_Task brief_
All of the entries need to be repeated exactly. Leave nothing out.

(Stored data)
************

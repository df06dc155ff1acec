//! Encoder and Viterbi decoder throughput
//!
//! Run with: cargo bench -p convcode-core --bench viterbi_bench
//! Add `--features parallel` to measure the per-state rayon split.

use convcode_core::{CodeConfig, ConvolutionalEncoder, ViterbiDecoder};
use criterion::{black_box, criterion_group, criterion_main, BenchmarkId, Criterion, Throughput};
use rand::rngs::StdRng;
use rand::{Rng, SeedableRng};

const BLOCK_LENGTH: usize = 1024;

fn codes() -> Vec<(&'static str, CodeConfig)> {
    vec![
        ("k3", CodeConfig::simple_k3()),
        ("k5", CodeConfig::gsm_k5_rate_half()),
        ("k7", CodeConfig::nasa_k7_rate_half()),
    ]
}

fn random_bits(len: usize) -> Vec<bool> {
    let mut rng = StdRng::seed_from_u64(42);
    (0..len).map(|_| rng.gen()).collect()
}

// ============================================================================
// Encoder
// ============================================================================

fn bench_encode(c: &mut Criterion) {
    let mut group = c.benchmark_group("encode");
    let data = random_bits(BLOCK_LENGTH);
    group.throughput(Throughput::Elements(BLOCK_LENGTH as u64));

    for (name, config) in codes() {
        let encoder = ConvolutionalEncoder::new(config).unwrap();
        group.bench_with_input(BenchmarkId::from_parameter(name), &data, |b, data| {
            b.iter(|| encoder.encode(black_box(data)))
        });
    }

    group.finish();
}

// ============================================================================
// Decoder
// ============================================================================

fn bench_decode_hard(c: &mut Criterion) {
    let mut group = c.benchmark_group("decode_hard");
    let data = random_bits(BLOCK_LENGTH);
    group.throughput(Throughput::Elements(BLOCK_LENGTH as u64));

    for (name, config) in codes() {
        let encoder = ConvolutionalEncoder::new(config).unwrap();
        let decoder = ViterbiDecoder::new(&encoder);
        let mut received = encoder.encode(&data);
        for i in (0..received.len()).step_by(37) {
            received[i] = !received[i];
        }

        group.bench_with_input(BenchmarkId::from_parameter(name), &received, |b, received| {
            b.iter(|| decoder.decode(black_box(received)))
        });
    }

    group.finish();
}

fn bench_decode_soft(c: &mut Criterion) {
    let mut group = c.benchmark_group("decode_soft");
    let data = random_bits(BLOCK_LENGTH);
    group.throughput(Throughput::Elements(BLOCK_LENGTH as u64));

    for (name, config) in codes() {
        let encoder = ConvolutionalEncoder::new(config).unwrap();
        let decoder = ViterbiDecoder::new(&encoder);
        let mut rng = StdRng::seed_from_u64(7);
        let symbols: Vec<f64> = encoder
            .encode(&data)
            .into_iter()
            .map(|bit| if bit { 1.0 } else { -1.0 } + rng.gen_range(-0.8..0.8))
            .collect();

        group.bench_with_input(BenchmarkId::from_parameter(name), &symbols, |b, symbols| {
            b.iter(|| decoder.decode_soft(black_box(symbols)))
        });
    }

    group.finish();
}

criterion_group!(benches, bench_encode, bench_decode_hard, bench_decode_soft);
criterion_main!(benches);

************

_Answer_
repository df06dc155ff1acec
//! Encoder and Viterbi decoder throughput
//!
//! Run with: cargo bench -p convcode-core --bench viterbi_bench
//! Add `--features parallel` to measure the per-state rayon split.

use convcode_core::{CodeConfig, ConvolutionalEncoder, ViterbiDecoder};
use criterion::{black_box, criterion_group, criterion_main, BenchmarkId, Criterion, Throughput};
use rand::rngs::StdRng;
use rand::{Rng, SeedableRng};

const BLOCK_LENGTH: usize = 1024;

fn codes() -> Vec<(&'static str, CodeConfig)> {
    vec![
        ("k3", CodeConfig::simple_k3()),
        ("k5", CodeConfig::gsm_k5_rate_half()),
        ("k7", CodeConfig::nasa_k7_rate_half()),
    ]
}

fn random_bits(len: usize) -> Vec<bool> {
    let mut rng = StdRng::seed_from_u64(42);
    (0..len).map(|_| rng.gen()).collect()
}

// ============================================================================
// Encoder
// ============================================================================

fn bench_encode(c: &mut Criterion) {
    let mut group = c.benchmark_group("encode");
    let data = random_bits(BLOCK_LENGTH);
    group.throughput(Throughput::Elements(BLOCK_LENGTH as u64));

    for (name, config) in codes() {
        let encoder = ConvolutionalEncoder::new(config).unwrap();
        group.bench_with_input(BenchmarkId::from_parameter(name), &data, |b, data| {
            b.iter(|| encoder.encode(black_box(data)))
        });
    }

    group.finish();
}

// ============================================================================
// Decoder
// ============================================================================

fn bench_decode_hard(c: &mut Criterion) {
    let mut group = c.benchmark_group("decode_hard");
    let data = random_bits(BLOCK_LENGTH);
    group.throughput(Throughput::Elements(BLOCK_LENGTH as u64));

    for (name, config) in codes() {
        let encoder = ConvolutionalEncoder::new(config).unwrap();
        let decoder = ViterbiDecoder::new(&encoder);
        let mut received = encoder.encode(&data);
        for i in (0..received.len()).step_by(37) {
            received[i] = !received[i];
        }

        group.bench_with_input(BenchmarkId::from_parameter(name), &received, |b, received| {
            b.iter(|| decoder.decode(black_box(received)))
        });
    }

    group.finish();
}

fn bench_decode_soft(c: &mut Criterion) {
    let mut group = c.benchmark_group("decode_soft");
    let data = random_bits(BLOCK_LENGTH);
    group.throughput(Throughput::Elements(BLOCK_LENGTH as u64));

    for (name, config) in codes() {
        let encoder = ConvolutionalEncoder::new(config).unwrap();
        let decoder = ViterbiDecoder::new(&encoder);
        let mut rng = StdRng::seed_from_u64(7);
        let symbols: Vec<f64> = encoder
            .encode(&data)
            .into_iter()
            .map(|bit| if bit { 1.0 } else { -1.0 } + rng.gen_range(-0.8..0.8))
            .collect();

        group.bench_with_input(BenchmarkId::from_parameter(name), &symbols, |b, symbols| {
            b.iter(|| decoder.decode_soft(black_box(symbols)))
        });
    }

    group.finish();
}

criterion_group!(benches, bench_encode, bench_decode_hard, bench_decode_soft);
criterion_main!(benches);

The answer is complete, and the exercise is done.